Jonathan asks the question, “What can we do that is creative to protect our programs?” He notes that the organization’s greatest work has come out of the worst economic times, a testament to a strong board of directors, stability, and taking on projects that other organizations would not consider. “We look at the heart and soul of what a project was created to do,” explains Jonathan. “Then, we look at the finances to see if we can make it work.”

Victory Program’s ReVision Family Home was in dire straits and on the brink of closing, and funders were ready to shut down the house. Yet, twenty-five mothers and children were living there and had the goal of growing their own food. “These women had grown up in the inner city and just wanted to grow a small plot of food,” says Jonathan. Victory Programs had been looking to develop a social venture, and after researching a similar program—the Delancey Street project in San Francisco—learned that the organization had worked to build a restaurant and Christmas tree consignment shop as a way to give people job skills.

This inspired them to provide something similar, which could provide opportunities for clients as well as be another revenue source. Jonathan remembers asking, “Why can’t we turn this dilapidated farm into something else and teach the mothers all kinds of skills, from growing food to marketing and distribution?”

And so they did, and they continue to develop strategic plans. They are also not afraid to go into new markets. “For me, it is about having a team that is willing to be creative and take risks, and people love it. Today we have doubled our acreage for the farm, and we have a greenhouse, a farmhouse, a terrace,” says Jonathan. “We take our produce to Blue Hill Avenue, which is an impoverished part of town. Being there gives us a chance to improve communities.”

Evidence-based practices are also critical to the work at Victory Programs. Jonathan describes the community as living within them. “Through the practice of Motivational Interviewing, we accept people where they are at, and we do not try to arrange their lives.”

As a college freshman, Jonathan wanted to experience the world. His first day at Boston College, he signed up for volunteer work, not knowing this would be the first step on a path towards re-visioning how programs work with people. This led him to work at Victory House, Victory Programs’ first site, a halfway house with Vietnam veterans who were struggling with devastating Posttraumatic Stress Disorder and substance use disorders. Jonathan collaborated with another ambitious co-volunteer to open an unrestricted halfway house with the welcoming concept that their doors were open to anyone.

This sentiment remains a tenet of Victory Programs. “Every day we ask ourselves, ‘Who isn’t being served today?’ And that has always kept the work fresh,” says Jonathan.

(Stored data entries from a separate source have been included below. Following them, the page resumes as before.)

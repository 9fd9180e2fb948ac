//! Error types for the uttt crate

use thiserror::Error;

/// Main error type for the uttt crate
#[derive(Error, Debug)]
#[non_exhaustive]
pub enum Error {
    #[error("invalid move: position {position} is already occupied")]
    InvalidMove { position: usize },

    #[error("position {position} is out of bounds (must be 0-8)")]
    InvalidPosition { position: usize },

    #[error("board string has the wrong length: expected {expected} cells, got {got} in '{context}'")]
    InvalidBoardLength {
        expected: usize,
        got: usize,
        context: String,
    },

    #[error("invalid character '{character}' at position {position} in '{context}'")]
    InvalidCellCharacter {
        character: char,
        position: usize,
        context: String,
    },

    #[error("invalid token '{token}' (expected a single character)")]
    InvalidToken { token: String },

    #[error("no sub-board is playable")]
    NoPlayableBoard,

    #[error("sub-board {board} has no empty cell")]
    BoardFull { board: usize },

    #[error("malformed game: {message}")]
    MalformedGame { message: String },

    #[error("player '{name}' is not registered in this game")]
    UnknownPlayer { name: String },

    #[error("game '{id}' does not exist")]
    UnknownGame { id: String },

    #[error("game '{id}' already has two players")]
    GameFull { id: String },

    #[error("secret does not belong to the player on move")]
    NotYourTurn,

    #[error("illegal move: board {board} cell {cell} ({reason})")]
    IllegalMove {
        board: usize,
        cell: usize,
        reason: String,
    },

    #[error("game already over")]
    GameOver,

    #[error("game still in progress after {max_turns} turns")]
    TurnLimitReached { max_turns: usize },

    #[error("invalid configuration: {message}")]
    InvalidConfiguration { message: String },

    #[error("failed to {operation}: {source}")]
    Io {
        operation: String,
        #[source]
        source: std::io::Error,
    },

    #[error("serialization error: {0}")]
    Serialization(#[from] serde_json::Error),
}

/// Convenience type alias for Results using the crate's Error type
pub type Result<T> = std::result::Result<T, Error>;

impl From<std::io::Error> for Error {
    fn from(source: std::io::Error) -> Self {
        Error::Io {
            operation: "IO operation".to_string(),
            source,
        }
    }
}
//! Show command - render a saved game snapshot

use std::path::PathBuf;

use anyhow::{Context, Result};
use clap::Parser;

use crate::{
    cli::output::print_kv,
    protocol::GameView,
    render::{outcome_line, render_game},
};

#[derive(Parser, Debug)]
#[command(about = "Render a saved game snapshot")]
pub struct ShowArgs {
    /// Path to a game snapshot in the server's JSON format
    pub game: PathBuf,
}

pub fn execute(args: ShowArgs) -> Result<()> {
    let game = GameView::from_json_file(&args.game)
        .with_context(|| format!("loading {}", args.game.display()))?;

    print!("{}", render_game(&game));
    if game.is_in_progress() {
        let next = game
            .next_board
            .map_or_else(|| "any".to_string(), |board| board.to_string());
        print_kv("Next board", &next);
        if let Some(player) = &game.current_player {
            print_kv("To move", &format!("{} ({})", player.name, player.token));
        }
    } else {
        println!("{}", outcome_line(&game));
    }
    Ok(())
}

He says they try to do what nobody else has done and, to him, it seems like everything they have done has been controversial. “That is what keeps me ticking,” he says.

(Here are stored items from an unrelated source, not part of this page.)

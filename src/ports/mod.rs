//! Ports (trait boundaries) for external collaborators.
//!
//! This module defines the interfaces between the engine and the outside
//! world. Following hexagonal architecture, these traits are owned by the
//! domain and implemented by adapters.

pub mod observer;
pub mod policy;
pub mod server;

pub use observer::{NullObserver, SessionObserver};
pub use policy::MovePolicy;
pub use server::GameServer;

Sometimes the thing that drives people in their work is buried for years before they realize it is an internal compass that has been carrying them with force and forward motion. For Jonathan, this moment came in his early thirties. “My father died when I was a toddler in a car accident,” he says. “He was a drunk driver and paralyzed another person.” While it took a long time for Jonathan to be able to say this out loud, he now makes the connection that he is creating homes for people who have had similar trauma around addiction. He believes it is no accident that he found this path in life.

Victory Programs emphasizes the importance of creativity. Many of the residents do not relate to traditional counseling sessions; instead, they use expressive therapy through gardening that generates dialogue for people who may not respond in other settings. In this way, the individual is at the center of the healing process and staff members are sensitive to the fact that people have come to ask for help. “Since coming to understand this, I understand more deeply all of these connections,” says Jonathan. “We are open with all of the people we work with. It takes humility. I am no different from anyone I work with.”